El presunto abuso de la contratación directa en Altafulla
La investigación que ahora asume el magistrado Vicente Magro como instructor profundiza en la metodología utilizada por el Ayuntamiento de Altafulla entre los años 2011 y 2019. Según la documentación analizada, el consistorio, bajo el mandato de Alonso, habría mantenido vínculos comerciales con las firmas Sinergia Dret i Medi Ambient y Milá Advocats SLP al margen de los cauces legales establecidos por la Ley de Contratos del Sector Público.
Los indicios sugieren que se pudo utilizar de forma recurrente la figura del contrato menor para evitar los procesos de licitación abierta. Esta práctica, según el auto judicial, presentaría las siguientes irregularidades estratégicas:
- Elusión de la publicidad: Se evitó que otras empresas pudieran competir por los servicios, limitando la transparencia del proceso.
- Elección arbitraria: La adjudicación directa habría permitido seleccionar a dedo a los beneficiarios sin justificación técnica objetiva.
- Apariencia de legalidad: El uso de contratos menores se habría utilizado presumiblemente para fragmentar servicios que, por su cuantía, requerían un concurso público formal.

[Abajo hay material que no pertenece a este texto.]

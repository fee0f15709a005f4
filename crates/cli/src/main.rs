use anyhow::Context;
use bookshelf_app::Service;
use bookshelf_kernel::settings::Settings;
use clap::{Parser, Subcommand, ValueEnum};

/// Run and inspect bookshelf services.
#[derive(Debug, Parser)]
#[command(name = "bookshelf", version, about)]
struct Cli {
    #[command(subcommand)]
    command: Command,
}

#[derive(Debug, Subcommand)]
enum Command {
    /// Serve one of the HTTP services until interrupted
    Serve {
        /// Which service to run
        #[arg(value_enum, default_value_t = ServiceArg::Books)]
        service: ServiceArg,
        /// Override `server.host`
        #[arg(long)]
        host: Option<String>,
        /// Override `server.port`
        #[arg(long, short)]
        port: Option<u16>,
    },
    /// Print the effective settings as JSON
    Config,
}

#[derive(Debug, Clone, Copy, ValueEnum)]
enum ServiceArg {
    Books,
    Version,
}

impl From<ServiceArg> for Service {
    fn from(arg: ServiceArg) -> Self {
        match arg {
            ServiceArg::Books => Service::Books,
            ServiceArg::Version => Service::Version,
        }
    }
}

fn main() -> anyhow::Result<()> {
    let cli = Cli::parse();

    let mut settings =
        Settings::load().with_context(|| "failed to load bookshelf settings")?;

    match cli.command {
        Command::Serve {
            service,
            host,
            port,
        } => {
            if let Some(host) = host {
                settings.server.host = host;
            }
            if let Some(port) = port {
                settings.server.port = port;
            }

            bookshelf_telemetry::init(&settings.telemetry)?;

            let runtime = tokio::runtime::Runtime::new().context("failed to start tokio runtime")?;
            runtime.block_on(bookshelf_app::run(service.into(), settings))
        }
        Command::Config => {
            settings.database.url = settings.database.redacted_url();
            let rendered = serde_json::to_string_pretty(&settings)
                .context("failed to render settings")?;
            println!("{}", rendered);
            Ok(())
        }
    }
}
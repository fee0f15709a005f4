//! Postgres client factory and table bootstrap for the book store.

use anyhow::Context;
use sqlx::postgres::{PgPool, PgPoolOptions};
use thiserror::Error;

use bookshelf_kernel::settings::DatabaseSettings;

/// Idempotent definition of the `books` table. `year` is kept as text.
const BOOKS_TABLE: &str = r#"
    CREATE TABLE IF NOT EXISTS books (
        id     SERIAL PRIMARY KEY,
        title  TEXT NOT NULL,
        author TEXT NOT NULL,
        year   TEXT NOT NULL
    )
"#;

/// Failure reported by a storage backend, split by whether the caller may retry.
#[derive(Error, Debug)]
pub enum StoreError {
    /// The backend could not be reached or has no capacity.
    #[error("storage backend unavailable: {0}")]
    Unavailable(#[source] sqlx::Error),

    /// The backend answered but the statement failed.
    #[error("storage query failed: {0}")]
    Query(#[source] sqlx::Error),

    /// The backend ran out of identifiers for new rows.
    #[error("{0} identifiers exhausted")]
    Exhausted(&'static str),
}

impl StoreError {
    pub fn is_unavailable(&self) -> bool {
        matches!(self, StoreError::Unavailable(_))
    }
}

impl From<sqlx::Error> for StoreError {
    fn from(err: sqlx::Error) -> Self {
        match err {
            sqlx::Error::PoolTimedOut
            | sqlx::Error::PoolClosed
            | sqlx::Error::Io(_)
            | sqlx::Error::Tls(_)
            | sqlx::Error::WorkerCrashed => StoreError::Unavailable(err),
            other => StoreError::Query(other),
        }
    }
}

/// Open a connection pool against the configured Postgres database.
///
/// The pool uses the driver's default sizing. Connectivity is verified with
/// [`ping`] before the pool is returned.
pub async fn connect(settings: &DatabaseSettings) -> anyhow::Result<PgPool> {
    let url = settings
        .url
        .as_deref()
        .context("database.url is not set (BOOKSHELF_DATABASE__URL or DATABASE_URL)")?;

    tracing::info!(
        target: "bookshelf-db",
        url = %settings.redacted_url().unwrap_or_default(),
        "connecting to postgres"
    );

    let pool = PgPoolOptions::new()
        .connect(url)
        .await
        .context("failed to connect to postgres")?;

    ping(&pool).await.context("postgres ping failed")?;

    if settings.ensure_schema {
        ensure_schema(&pool)
            .await
            .context("failed to ensure books table")?;
    }

    Ok(pool)
}

/// Round-trip a trivial statement to prove the pool can reach the server.
pub async fn ping(pool: &PgPool) -> Result<(), StoreError> {
    sqlx::query("SELECT 1").execute(pool).await?;
    Ok(())
}

/// Create the `books` table when it does not exist yet.
pub async fn ensure_schema(pool: &PgPool) -> Result<(), StoreError> {
    sqlx::query(BOOKS_TABLE).execute(pool).await?;
    tracing::debug!(target: "bookshelf-db", "books table ensured");
    Ok(())
}
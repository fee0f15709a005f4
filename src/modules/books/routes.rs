use axum::{
    extract::{rejection::JsonRejection, Path, State},
    routing::get,
    Json, Router,
};
use bookshelf_http::AppError;

use super::models::{Book, NewBook};
use super::store::SharedStore;

/// Routes for the books resource, with the store attached as state.
pub fn router(store: SharedStore) -> Router {
    Router::new()
        .route("/books", get(list_books).post(create_book).put(update_book))
        .route("/books/{id}", get(get_book).delete(delete_book))
        .with_state(store)
}

fn parse_book_id(raw: &str) -> Result<i32, AppError> {
    raw.parse()
        .map_err(|_| AppError::bad_request(format!("book id must be an integer, got '{}'", raw)))
}

async fn list_books(State(store): State<SharedStore>) -> Result<Json<Vec<Book>>, AppError> {
    let books = store.list().await?;
    tracing::debug!(count = books.len(), "listed books");
    Ok(Json(books))
}

async fn get_book(
    State(store): State<SharedStore>,
    Path(id): Path<String>,
) -> Result<Json<Book>, AppError> {
    let id = parse_book_id(&id)?;
    store
        .get(id)
        .await?
        .map(Json)
        .ok_or_else(|| AppError::not_found(format!("book {} not found", id)))
}

async fn create_book(
    State(store): State<SharedStore>,
    payload: Result<Json<NewBook>, JsonRejection>,
) -> Result<Json<i32>, AppError> {
    let Json(book) = payload?;
    let id = store.create(&book).await?;
    tracing::info!(book_id = id, "book created");
    Ok(Json(id))
}

async fn update_book(
    State(store): State<SharedStore>,
    payload: Result<Json<Book>, JsonRejection>,
) -> Result<Json<u64>, AppError> {
    let Json(book) = payload?;
    let affected = store.update(&book).await?;
    tracing::info!(book_id = book.id, rows_affected = affected, "book updated");
    Ok(Json(affected))
}

async fn delete_book(
    State(store): State<SharedStore>,
    Path(id): Path<String>,
) -> Result<Json<u64>, AppError> {
    let id = parse_book_id(&id)?;
    let affected = store.delete(id).await?;
    tracing::info!(book_id = id, rows_affected = affected, "book deleted");
    Ok(Json(affected))
}
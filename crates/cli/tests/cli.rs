use assert_cmd::Command;

fn bookshelf() -> Command {
    let mut cmd = Command::cargo_bin("bookshelf").unwrap();
    cmd.env("BOOKSHELF_CONFIG_DIR", env!("CARGO_MANIFEST_DIR"))
        .env_remove("BOOKSHELF_ENV")
        .env_remove("DATABASE_URL")
        .env_remove("ELEPHANTSQL_URL")
        .env_remove("PORT");
    cmd
}

#[test]
fn help_lists_subcommands() {
    let output = bookshelf().arg("--help").output().unwrap();
    assert!(output.status.success());

    let stdout = String::from_utf8(output.stdout).unwrap();
    assert!(stdout.contains("serve"));
    assert!(stdout.contains("config"));
}

#[test]
fn config_redacts_database_password() {
    let output = bookshelf()
        .arg("config")
        .env("BOOKSHELF_DATABASE__URL", "postgres://app:hunter2@db:5432/books")
        .env("BOOKSHELF_SERVER__PORT", "9001")
        .output()
        .unwrap();
    assert!(output.status.success());

    let settings: serde_json::Value = serde_json::from_slice(&output.stdout).unwrap();
    assert_eq!(settings["database"]["url"], "postgres://app:***@db:5432/books");
    assert_eq!(settings["server"]["port"], 9001);
}

#[test]
fn unknown_service_is_rejected() {
    let output = bookshelf().args(["serve", "users"]).output().unwrap();
    assert!(!output.status.success());
}

#[test]
fn unsupported_environment_fails_to_load() {
    let output = bookshelf().arg("config").env("BOOKSHELF_ENV", "qa").output().unwrap();
    assert!(!output.status.success());

    let stderr = String::from_utf8(output.stderr).unwrap();
    assert!(stderr.contains("unsupported environment"));
}

#[test]
fn prefixed_port_beats_plain_port() {
    let output = bookshelf()
        .arg("config")
        .env("BOOKSHELF_SERVER__PORT", "9001")
        .env("PORT", "8080")
        .output()
        .unwrap();
    assert!(output.status.success());

    let settings: serde_json::Value = serde_json::from_slice(&output.stdout).unwrap();
    assert_eq!(settings["server"]["port"], 9001);
}
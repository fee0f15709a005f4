use async_trait::async_trait;
use axum::Router;

/// Context provided to modules during initialization
pub struct InitCtx<'a> {
    pub settings: &'a crate::settings::Settings,
}

/// Core module trait that every bookshelf service module implements.
///
/// Modules own their dependencies (storage handles and the like); they are
/// handed in at construction rather than looked up from shared globals.
#[async_trait]
pub trait Module: Sync + Send {
    /// Unique name for this module
    fn name(&self) -> &'static str;

    /// Path prefix the module's router is nested under.
    /// `None` merges the routes at the server root, so the module declares full paths.
    fn base_path(&self) -> Option<String> {
        Some(format!("/api/{}", self.name()))
    }

    /// Initialize the module with the provided context
    /// Called during application startup, before the server binds
    async fn init(&self, _ctx: &InitCtx<'_>) -> anyhow::Result<()> {
        Ok(())
    }

    /// Return the Axum router for this module's routes
    fn routes(&self) -> Router {
        Router::new()
    }

    /// Return OpenAPI specification fragment for this module as JSON
    /// Will be merged with other modules' specs
    fn openapi(&self) -> Option<serde_json::Value> {
        None
    }

    /// Start background tasks for this module
    async fn start(&self, _ctx: &InitCtx<'_>) -> anyhow::Result<()> {
        Ok(())
    }

    /// Stop the module and clean up resources
    /// Called after the server has drained
    async fn stop(&self) -> anyhow::Result<()> {
        Ok(())
    }
}
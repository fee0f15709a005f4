//! Wiring that turns settings into a running service process.

use std::{fmt, str::FromStr, sync::Arc};

use anyhow::{anyhow, Context};
use bookshelf_kernel::{
    settings::{DatabaseBackend, DatabaseSettings, Settings},
    InitCtx, ModuleRegistry,
};

use crate::modules::{
    books::{self, MemoryBookStore, PgBookStore, SharedStore},
    version,
};

/// The independent services this workspace ships.
#[derive(Debug, Clone, Copy, PartialEq, Eq)]
pub enum Service {
    Books,
    Version,
}

impl Service {
    pub fn name(&self) -> &'static str {
        match self {
            Service::Books => "books",
            Service::Version => "version",
        }
    }

    /// Title used for the service's OpenAPI document.
    pub fn title(&self) -> &'static str {
        match self {
            Service::Books => "Bookshelf Books API",
            Service::Version => "Bookshelf Version API",
        }
    }
}

impl fmt::Display for Service {
    fn fmt(&self, f: &mut fmt::Formatter<'_>) -> fmt::Result {
        f.write_str(self.name())
    }
}

impl FromStr for Service {
    type Err = anyhow::Error;

    fn from_str(value: &str) -> Result<Self, Self::Err> {
        match value {
            "books" => Ok(Service::Books),
            "version" => Ok(Service::Version),
            other => Err(anyhow!(
                "unknown service '{}'; expected books/version",
                other
            )),
        }
    }
}

/// Open the book store the settings select.
pub async fn open_store(settings: &DatabaseSettings) -> anyhow::Result<SharedStore> {
    match settings.backend {
        DatabaseBackend::Postgres => {
            let pool = bookshelf_db::connect(settings).await?;
            Ok(Arc::new(PgBookStore::new(pool)))
        }
        DatabaseBackend::Memory => {
            tracing::warn!("using in-memory book store; data is lost on exit");
            Ok(Arc::new(MemoryBookStore::new()))
        }
    }
}

/// Register the modules that make up `service`.
pub async fn build_registry(service: Service, settings: &Settings) -> anyhow::Result<ModuleRegistry> {
    let mut registry = ModuleRegistry::new();

    match service {
        Service::Books => {
            let store = open_store(&settings.database)
                .await
                .context("failed to open book store")?;
            registry.register(books::create_module(store));
        }
        Service::Version => registry.register(version::create_module()),
    }

    Ok(registry)
}

/// Run `service` until a shutdown signal arrives.
pub async fn run(service: Service, settings: Settings) -> anyhow::Result<()> {
    tracing::info!(
        service = %service,
        env = ?settings.environment,
        port = settings.server.port,
        "bootstrap starting"
    );

    let registry = build_registry(service, &settings).await?;
    let ctx = InitCtx {
        settings: &settings,
    };

    registry.init_all(&ctx).await?;
    registry.start_all(&ctx).await?;

    tracing::info!(service = %service, "bootstrap complete");

    let served = bookshelf_http::start_server(&registry, &settings, service.title()).await;
    let stopped = registry.stop_all().await;

    served?;
    stopped
}
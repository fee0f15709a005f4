pub mod books;
pub mod version;
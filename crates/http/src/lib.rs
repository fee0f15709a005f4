//! HTTP server facade for bookshelf services with Axum, error handling, and OpenAPI support.

use anyhow::Context;
use axum::{routing::get, Router};
use tokio::signal;

use bookshelf_kernel::{settings::Settings, ModuleRegistry};

pub mod error;
pub mod router;

pub use error::AppError;
use router::RouterBuilder;

/// Start the HTTP server with the given module registry and serve until a
/// shutdown signal arrives.
pub async fn start_server(
    registry: &ModuleRegistry,
    settings: &Settings,
    title: &str,
) -> anyhow::Result<()> {
    let app = build_router(registry, settings, title);

    let address = format!("{}:{}", settings.server.host, settings.server.port);
    let listener = tokio::net::TcpListener::bind(&address)
        .await
        .with_context(|| format!("failed to bind to {}", address))?;

    tracing::info!("HTTP server listening on http://{}", address);

    axum::serve(listener, app)
        .with_graceful_shutdown(shutdown_signal())
        .await
        .context("HTTP server failed")?;

    tracing::info!("HTTP server shut down");
    Ok(())
}

/// Build the main HTTP router with all module routes mounted
pub fn build_router(registry: &ModuleRegistry, settings: &Settings, title: &str) -> Router {
    let mut router_builder = RouterBuilder::new().route("/healthz", get(health_check));

    for module in registry.modules() {
        let base_path = module.base_path();
        tracing::info!(
            module = module.name(),
            base_path = base_path.as_deref().unwrap_or("/"),
            "mounting module routes"
        );
        router_builder = router_builder.mount_module(base_path.as_deref(), module.routes());
    }

    // Layers only wrap routes registered before them.
    router_builder
        .with_openapi(registry, title)
        .with_timeout(settings.server.request_timeout_ms)
        .with_cors()
        .with_tracing()
        .with_request_id()
        .build()
}

/// Health check endpoint
async fn health_check() -> &'static str {
    "ok"
}

async fn shutdown_signal() {
    let ctrl_c = async {
        if let Err(err) = signal::ctrl_c().await {
            tracing::error!(error = %err, "failed to install Ctrl+C handler");
            std::future::pending::<()>().await;
        }
    };

    #[cfg(unix)]
    let terminate = async {
        match signal::unix::signal(signal::unix::SignalKind::terminate()) {
            Ok(mut stream) => {
                stream.recv().await;
            }
            Err(err) => {
                tracing::error!(error = %err, "failed to install SIGTERM handler");
                std::future::pending::<()>().await;
            }
        }
    };

    #[cfg(not(unix))]
    let terminate = std::future::pending::<()>();

    tokio::select! {
        _ = ctrl_c => {},
        _ = terminate => {},
    }

    tracing::info!("shutdown signal received, draining connections");
}
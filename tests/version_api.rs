mod common;

use axum::http::{Method, StatusCode};
use bookshelf_app::version;
use bookshelf_kernel::ModuleRegistry;
use serde_json::json;

use common::send;

fn version_app() -> axum::Router {
    let mut registry = ModuleRegistry::new();
    registry.register(version::create_module());
    common::app(&registry)
}

#[tokio::test]
async fn root_returns_version_one() {
    let app = version_app();
    let (status, body) = send(&app, Method::GET, "/", None).await;

    assert_eq!(status, StatusCode::OK);
    assert_eq!(body, json!({"version": 1}));
}

#[tokio::test]
async fn query_parameters_do_not_change_the_answer() {
    let app = version_app();
    let (status, body) = send(&app, Method::GET, "/?version=2&verbose=true", None).await;

    assert_eq!(status, StatusCode::OK);
    assert_eq!(body, json!({"version": 1}));
}

#[tokio::test]
async fn version_service_has_no_book_routes() {
    let app = version_app();
    let (status, _) = send(&app, Method::GET, "/books", None).await;
    assert_eq!(status, StatusCode::NOT_FOUND);
}
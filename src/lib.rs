//! Bookshelf application library
//!
//! The books CRUD module, the version module, and the wiring that runs each
//! as its own service.

pub mod modules;
pub mod service;

pub use modules::{books, version};
pub use service::{run, Service};
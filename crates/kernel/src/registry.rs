use anyhow::Context;
use std::sync::Arc;

use crate::module::{InitCtx, Module};

/// Module registry for managing module lifecycle.
///
/// Modules are initialized and started in registration order and stopped in
/// reverse.
pub struct ModuleRegistry {
    modules: Vec<Arc<dyn Module>>,
}

impl ModuleRegistry {
    /// Create a new module registry
    pub fn new() -> Self {
        Self {
            modules: Vec::new(),
        }
    }

    /// Register a module with the registry
    pub fn register(&mut self, module: Arc<dyn Module>) {
        self.modules.push(module);
    }

    /// Get all registered modules in registration order
    pub fn modules(&self) -> impl Iterator<Item = &Arc<dyn Module>> {
        self.modules.iter()
    }

    /// Get a module by name
    pub fn get_module(&self, name: &str) -> Option<&Arc<dyn Module>> {
        self.modules.iter().find(|module| module.name() == name)
    }

    /// Get the number of registered modules
    pub fn module_count(&self) -> usize {
        self.modules.len()
    }

    /// Initialize all modules
    pub async fn init_all(&self, ctx: &InitCtx<'_>) -> anyhow::Result<()> {
        tracing::info!("initializing {} modules", self.modules.len());

        for module in &self.modules {
            tracing::info!(module = module.name(), "initializing module");

            module
                .init(ctx)
                .await
                .with_context(|| format!("failed to initialize module '{}'", module.name()))?;
        }

        Ok(())
    }

    /// Start all modules
    pub async fn start_all(&self, ctx: &InitCtx<'_>) -> anyhow::Result<()> {
        tracing::info!("starting {} modules", self.modules.len());

        for module in &self.modules {
            tracing::info!(module = module.name(), "starting module");

            module
                .start(ctx)
                .await
                .with_context(|| format!("failed to start module '{}'", module.name()))?;
        }

        Ok(())
    }

    /// Stop all modules in reverse order
    pub async fn stop_all(&self) -> anyhow::Result<()> {
        tracing::info!("stopping {} modules in reverse order", self.modules.len());

        for module in self.modules.iter().rev() {
            tracing::info!(module = module.name(), "stopping module");

            module
                .stop()
                .await
                .with_context(|| format!("failed to stop module '{}'", module.name()))?;
        }

        Ok(())
    }
}

impl Default for ModuleRegistry {
    fn default() -> Self {
        Self::new()
    }
}
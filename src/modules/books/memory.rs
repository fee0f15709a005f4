use std::collections::BTreeMap;

use async_trait::async_trait;
use bookshelf_db::StoreError;
use tokio::sync::RwLock;

use super::models::{Book, NewBook};
use super::store::BookStore;

/// In-process book store. Rows are kept in id order and ids are never reused.
#[derive(Debug)]
pub struct MemoryBookStore {
    state: RwLock<MemoryState>,
}

#[derive(Debug)]
struct MemoryState {
    rows: BTreeMap<i32, Book>,
    /// `None` once `i32::MAX` has been handed out.
    next_id: Option<i32>,
}

impl MemoryBookStore {
    pub fn new() -> Self {
        Self {
            state: RwLock::new(MemoryState {
                rows: BTreeMap::new(),
                next_id: Some(1),
            }),
        }
    }
}

impl Default for MemoryBookStore {
    fn default() -> Self {
        Self::new()
    }
}

#[async_trait]
impl BookStore for MemoryBookStore {
    async fn ping(&self) -> Result<(), StoreError> {
        Ok(())
    }

    async fn list(&self) -> Result<Vec<Book>, StoreError> {
        let state = self.state.read().await;
        Ok(state.rows.values().cloned().collect())
    }

    async fn get(&self, id: i32) -> Result<Option<Book>, StoreError> {
        let state = self.state.read().await;
        Ok(state.rows.get(&id).cloned())
    }

    async fn create(&self, book: &NewBook) -> Result<i32, StoreError> {
        let mut state = self.state.write().await;
        let id = state.next_id.ok_or(StoreError::Exhausted("book"))?;
        state.next_id = id.checked_add(1);
        state.rows.insert(id, book.clone().with_id(id));
        Ok(id)
    }

    async fn update(&self, book: &Book) -> Result<u64, StoreError> {
        let mut state = self.state.write().await;
        match state.rows.get_mut(&book.id) {
            Some(row) => {
                *row = book.clone();
                Ok(1)
            }
            None => Ok(0),
        }
    }

    async fn delete(&self, id: i32) -> Result<u64, StoreError> {
        let mut state = self.state.write().await;
        Ok(u64::from(state.rows.remove(&id).is_some()))
    }
}

#[cfg(test)]
mod tests {
    use super::*;

    fn dune() -> NewBook {
        NewBook {
            title: "Dune".to_string(),
            author: "Herbert".to_string(),
            year: "1965".to_string(),
        }
    }

    #[tokio::test]
    async fn ids_are_not_reused_after_delete() {
        let store = MemoryBookStore::new();
        let first = store.create(&dune()).await.unwrap();
        assert_eq!(store.delete(first).await.unwrap(), 1);

        let second = store.create(&dune()).await.unwrap();
        assert!(second > first);
    }

    #[tokio::test]
    async fn update_of_missing_row_changes_nothing() {
        let store = MemoryBookStore::new();
        let affected = store.update(&dune().with_id(42)).await.unwrap();

        assert_eq!(affected, 0);
        assert!(store.list().await.unwrap().is_empty());
    }

    #[tokio::test]
    async fn create_fails_once_ids_run_out() {
        let store = MemoryBookStore::new();
        store.state.write().await.next_id = Some(i32::MAX);

        assert_eq!(store.create(&dune()).await.unwrap(), i32::MAX);
        let err = store.create(&dune()).await.unwrap_err();
        assert!(matches!(err, StoreError::Exhausted(_)));
        assert!(!err.is_unavailable());
        assert_eq!(store.list().await.unwrap().len(), 1);
    }

    #[tokio::test]
    async fn list_returns_rows_in_id_order() {
        let store = MemoryBookStore::new();
        for _ in 0..3 {
            store.create(&dune()).await.unwrap();
        }

        let ids: Vec<i32> = store.list().await.unwrap().iter().map(|b| b.id).collect();
        assert_eq!(ids, vec![1, 2, 3]);
    }
}
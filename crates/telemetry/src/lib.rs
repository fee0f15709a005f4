//! Logging and tracing bootstrap.

use anyhow::Context;
use tracing_subscriber::{fmt, layer::SubscriberExt, util::SubscriberInitExt, EnvFilter};

use bookshelf_kernel::settings::{LogFormat, TelemetrySettings};

const DEFAULT_FILTER: &str = "info,tower_http=info,sqlx=warn";

/// Install the global tracing subscriber.
///
/// `RUST_LOG` takes precedence over the configured filter.
pub fn init(settings: &TelemetrySettings) -> anyhow::Result<()> {
    let filter = env_filter(settings)?;
    let registry = tracing_subscriber::registry().with(filter);

    let installed = match settings.log_format {
        LogFormat::Pretty => registry.with(fmt::layer()).try_init(),
        LogFormat::Json => registry.with(fmt::layer().json()).try_init(),
    };
    installed.context("failed to install tracing subscriber")?;

    tracing::debug!(
        target: "bookshelf-telemetry",
        format = ?settings.log_format,
        "tracing initialized"
    );
    Ok(())
}

fn env_filter(settings: &TelemetrySettings) -> anyhow::Result<EnvFilter> {
    if let Ok(filter) = EnvFilter::try_from_default_env() {
        return Ok(filter);
    }

    let directive = settings.filter.as_deref().unwrap_or(DEFAULT_FILTER);
    EnvFilter::try_new(directive).with_context(|| format!("invalid log filter '{}'", directive))
}

#[cfg(test)]
mod tests {
    use super::*;

    #[test]
    fn rejects_malformed_filter() {
        if std::env::var_os("RUST_LOG").is_some() {
            return;
        }
        let settings = TelemetrySettings {
            filter: Some("info,bookshelf=loud".to_string()),
            ..TelemetrySettings::default()
        };
        assert!(env_filter(&settings).is_err());
    }

    #[test]
    fn second_init_reports_an_error() {
        let settings = TelemetrySettings::default();
        let _ = init(&settings);
        assert!(init(&settings).is_err());
    }
}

El salto de la causa al Tribunal Supremo por aforamiento
El origen de este procedimiento se remonta a una exposición razonada remitida por el Juzgado de Instrucción número 4 de El Vendrell. Al ostentar Alonso la condición de diputado en el Congreso, el juez de instancia carece de competencias para procesarlo, lo que obliga a derivar el caso a la Sala de lo Penal del Supremo. La Fiscalía ha respaldado esta transición al considerar que existen fundamentos sólidos para investigar un presunto delito de prevaricación administrativa.
El tribunal destaca que no se trata de una investigación estática. Se define como un proceso de «cristalización progresiva», lo que implica que, aunque inicialmente se analice la prevaricación bajo el artículo 404 del Código Penal, el flujo de la investigación y el análisis de la facturación municipal podrían derivar en otros tipos penales si se confirman irregularidades en los pagos efectuados.
Implicaciones legales y el papel de la instrucción
La designación de Vicente Magro busca dar respuesta a las sospechas sobre si el actual representante de Sumar actuó a sabiendas de la ilegalidad de sus resoluciones. La justicia deberá determinar si la dinámica de contratación fue una excepción administrativa o un sistema instaurado para favorecer a entidades específicas durante casi una década de poder municipal.
Este escenario coloca a Félix Alonso en una situación comprometida, donde la fiscalización de su pasado político en Tarragona impacta directamente en su actividad legislativa actual. El avance de las diligencias será clave para discernir si la discrecionalidad en el gasto público de Altafulla cruzó la línea roja de la responsabilidad penal.